Она говорит спокойным, бесстрастным голосом. Видно, что далеко уже отошло то ужасное время, о котором случайно вспомнилось. И все собравшиеся в комнату, и малые, и взрослые обитатели тесной квартиры, слушают ее хоть и внимательно, но без особого любопытства, -- непонятны и чужды им картины умершего быта.
-- Больно уж мытарила народ... Сестру у него в гроб вогнала... Ну, он и говорит: ну, православные кристияне, быть тому делу, видно,-- дам я вам свободы... Дождался: пошла она в огород гулять, он -- к ней... Просила, молила... Клялась-божилась: всех, говорит, на волю пущу, лишь не губи души!.. Не-ет...
-- Ну, и что же? -- спрашивает кто-то из слушателей.
-- Ну, и пошел за мир на каторгу...
Долгая пауза. За перегородкой огорченный крякает голос.
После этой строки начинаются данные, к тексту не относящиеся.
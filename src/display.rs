// SPDX-License-Identifier: Apache-2.0
// Copyright (c) 2025 Au-Zone Technologies. All Rights Reserved.

use crate::{
    error::{Error, Result},
    mmap::MappedRegion,
    pixel::{Frame16, Packed16},
};
use std::{
    fmt,
    fs::{File, OpenOptions},
    os::fd::{AsFd, AsRawFd},
    path::Path,
};
use tracing::{debug, info, instrument};
use fbdev_sys::{c_str_field, fb_fix_screeninfo, fb_var_screeninfo};

/// Panel geometry in pixels.
///
/// `stride` is the distance between row starts and may exceed `width`;
/// `virtual_height` may exceed `height`. Only the `width` x `height` window
/// at the origin is visible.
#[derive(Clone, Copy, Debug, PartialEq, Eq)]
pub struct ScreenGeometry {
    pub width: u32,
    pub height: u32,
    pub stride: u32,
    pub virtual_height: u32,
}

impl ScreenGeometry {
    /// A panel without padding or off-screen rows.
    pub fn packed(width: u32, height: u32) -> Self {
        Self {
            width,
            height,
            stride: width,
            virtual_height: height,
        }
    }

    /// Number of addressable pixels.
    pub fn len(&self) -> usize {
        self.stride as usize * self.virtual_height as usize
    }

    pub fn is_empty(&self) -> bool {
        self.len() == 0
    }

    /// Top-left placement of a `width` x `height` source centred on the
    /// panel, as `(row, column)`. A source wider or taller than the panel is
    /// pinned to the top-left along that axis.
    pub fn centre(&self, width: u32, height: u32) -> (u32, u32) {
        (
            self.height.saturating_sub(height) / 2,
            self.width.saturating_sub(width) / 2,
        )
    }
}

impl fmt::Display for ScreenGeometry {
    fn fmt(&self, f: &mut fmt::Formatter) -> fmt::Result {
        write!(
            f,
            "{}x{} stride {} virtual height {}",
            self.width, self.height, self.stride, self.virtual_height
        )
    }
}

/// Pixel storage behind a [`DisplaySurface`].
pub trait PixelMemory {
    fn pixels(&self) -> &[u16];
    fn pixels_mut(&mut self) -> &mut [u16];
}

impl PixelMemory for Vec<u16> {
    fn pixels(&self) -> &[u16] {
        self
    }

    fn pixels_mut(&mut self) -> &mut [u16] {
        self
    }
}

/// Memory-mapped Linux framebuffer configured for 16 bits per pixel.
pub struct Framebuffer {
    region: MappedRegion,
    _file: File,
}

impl PixelMemory for Framebuffer {
    fn pixels(&self) -> &[u16] {
        self.region.as_words()
    }

    fn pixels_mut(&mut self) -> &mut [u16] {
        self.region.as_words_mut()
    }
}

impl Framebuffer {
    /// Opens `path`, switches it to 16-bit colour and maps the full virtual
    /// screen.
    pub fn open(path: impl AsRef<Path>) -> Result<(Self, ScreenGeometry)> {
        let path = path.as_ref();
        let file = OpenOptions::new()
            .read(true)
            .write(true)
            .open(path)
            .map_err(|source| Error::DeviceUnavailable {
                step: "open framebuffer",
                source,
            })?;
        let fd = file.as_raw_fd();

        let mut var = fb_var_screeninfo::default();
        unsafe { fbdev_sys::fbioget_vscreeninfo(fd, &mut var) }
            .map_err(Error::unavailable("FBIOGET_VSCREENINFO"))?;

        var.grayscale = 0;
        var.bits_per_pixel = 16;
        unsafe { fbdev_sys::fbioput_vscreeninfo(fd, &mut var) }.map_err(|errno| {
            Error::FormatRejected(format!(
                "FBIOPUT_VSCREENINFO 16bpp colour: {}",
                std::io::Error::from(errno)
            ))
        })?;

        let mut var = fb_var_screeninfo::default();
        unsafe { fbdev_sys::fbioget_vscreeninfo(fd, &mut var) }
            .map_err(Error::device_io("FBIOGET_VSCREENINFO"))?;
        let mut fix = fb_fix_screeninfo::default();
        unsafe { fbdev_sys::fbioget_fscreeninfo(fd, &mut fix) }
            .map_err(Error::device_io("FBIOGET_FSCREENINFO"))?;

        if var.bits_per_pixel != 16 || var.grayscale != 0 {
            return Err(Error::FormatRejected(format!(
                "framebuffer stayed at {} bpp grayscale={}",
                var.bits_per_pixel, var.grayscale
            )));
        }
        if fix.line_length % 2 != 0 || fix.line_length / 2 < var.xres {
            return Err(Error::FormatRejected(format!(
                "line length {} cannot hold {} 16-bit pixels",
                fix.line_length, var.xres
            )));
        }

        let geometry = ScreenGeometry {
            width: var.xres,
            height: var.yres,
            stride: fix.line_length / 2,
            virtual_height: var.yres_virtual.max(var.yres),
        };
        let region = MappedRegion::map(
            file.as_fd(),
            geometry.len() * 2,
            0,
            true,
            libc::MAP_SHARED,
            "framebuffer mmap",
        )?;
        info!("framebuffer {} {}", c_str_field(&fix.id), geometry);

        Ok((
            Self {
                region,
                _file: file,
            },
            geometry,
        ))
    }
}

/// A 16-bit panel the pipeline composites frames onto.
pub struct DisplaySurface<M: PixelMemory> {
    memory: M,
    geometry: ScreenGeometry,
}

impl DisplaySurface<Framebuffer> {
    /// Opens and configures a framebuffer device.
    #[instrument(level = "debug", skip_all, fields(device = %path.as_ref().display()))]
    pub fn open(path: impl AsRef<Path>) -> Result<Self> {
        let (fb, geometry) = Framebuffer::open(path)?;
        Self::new(fb, geometry)
    }
}

impl DisplaySurface<Vec<u16>> {
    /// An off-screen surface, every pixel black.
    pub fn in_memory(geometry: ScreenGeometry) -> Self {
        Self {
            memory: vec![0; geometry.len()],
            geometry,
        }
    }
}

impl<M: PixelMemory> DisplaySurface<M> {
    /// Wraps `memory`, which must cover the whole virtual screen.
    pub fn new(memory: M, geometry: ScreenGeometry) -> Result<Self> {
        if geometry.stride < geometry.width || geometry.virtual_height < geometry.height {
            return Err(Error::FormatRejected(format!(
                "inconsistent screen geometry {geometry}"
            )));
        }
        if memory.pixels().len() < geometry.len() {
            return Err(Error::ResourceExhausted {
                step: "display surface",
                source: std::io::Error::other(format!(
                    "{} pixels mapped, geometry {geometry} needs {}",
                    memory.pixels().len(),
                    geometry.len()
                )),
            });
        }
        Ok(Self { memory, geometry })
    }

    pub fn geometry(&self) -> &ScreenGeometry {
        &self.geometry
    }

    pub fn width(&self) -> u32 {
        self.geometry.width
    }

    pub fn height(&self) -> u32 {
        self.geometry.height
    }

    /// Whether a `width` x `height` source fits the visible panel.
    pub fn fits(&self, width: u32, height: u32) -> bool {
        width <= self.geometry.width && height <= self.geometry.height
    }

    /// Writes `color` to every addressable pixel.
    pub fn fill(&mut self, color: Packed16) {
        let len = self.geometry.len();
        self.memory.pixels_mut()[..len].fill(color.0);
    }

    /// Copies `src` onto the visible panel, centred both ways. Margins keep
    /// their previous contents and no source row spills into them.
    pub fn composite_centered(&mut self, src: &Frame16) -> Result<()> {
        let (w, h) = (src.width(), src.height());
        if !self.fits(w, h) {
            return Err(Error::FormatRejected(format!(
                "{w}x{h} source does not fit {}x{} panel",
                self.geometry.width, self.geometry.height
            )));
        }
        if w == 0 || h == 0 {
            return Ok(());
        }

        let (top, left) = self.geometry.centre(w, h);
        let stride = self.geometry.stride as usize;
        let pixels = self.memory.pixels_mut();
        for (y, row) in src.pixels().chunks_exact(w as usize).enumerate() {
            let start = (top as usize + y) * stride + left as usize;
            pixels[start..start + row.len()].copy_from_slice(row);
        }
        Ok(())
    }

    /// Pixel at panel coordinates, `None` outside the addressable area.
    pub fn pixel(&self, x: u32, y: u32) -> Option<Packed16> {
        if x >= self.geometry.stride || y >= self.geometry.virtual_height {
            return None;
        }
        let idx = y as usize * self.geometry.stride as usize + x as usize;
        self.memory.pixels().get(idx).copied().map(Packed16)
    }

    pub fn memory(&self) -> &M {
        &self.memory
    }

    /// Releases the surface and its device.
    pub fn close(self) {
        debug!("display closed");
    }
}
-- Да что! Была, прямо сказать, удоль скорбная, а не жизнь. Оно и теперь-то -- погибель, а не житье, но не сравнить с тогдашними нравами. Тут -- все-таки на свободе, никто тебя не бьет, сама себе дворянка... Кабы силы то мои, я бы состояние поправила. Вот лишь здоровьем-то обветшала...
Да. По-видимому, мудрено было бы найти что-нибудь ценное в той маяте, которая досталась в удел на старости лет Неониле Спиридоновой, а вот стоило вспомнить времена той "патриархальной дисциплины", "дисциплинарной власти образованного общества над необразованной массой", о которых вздыхает г. Меньшиков, -- и безотрадная жизнь показалась чуть не раем по сравнению с ними... Не знаю, как отпразднует предстоящий юбилей старуха, -- хорошо было бы, если бы удалось ей пообедать в юбилейный день, -- но крепостные порядки, эту "школу народного воспитания, -- государственного и культурного", -- вспоминала она без той блудливой жалости и слез, с какой вздыхал о них недавно писатель из Нового Времени...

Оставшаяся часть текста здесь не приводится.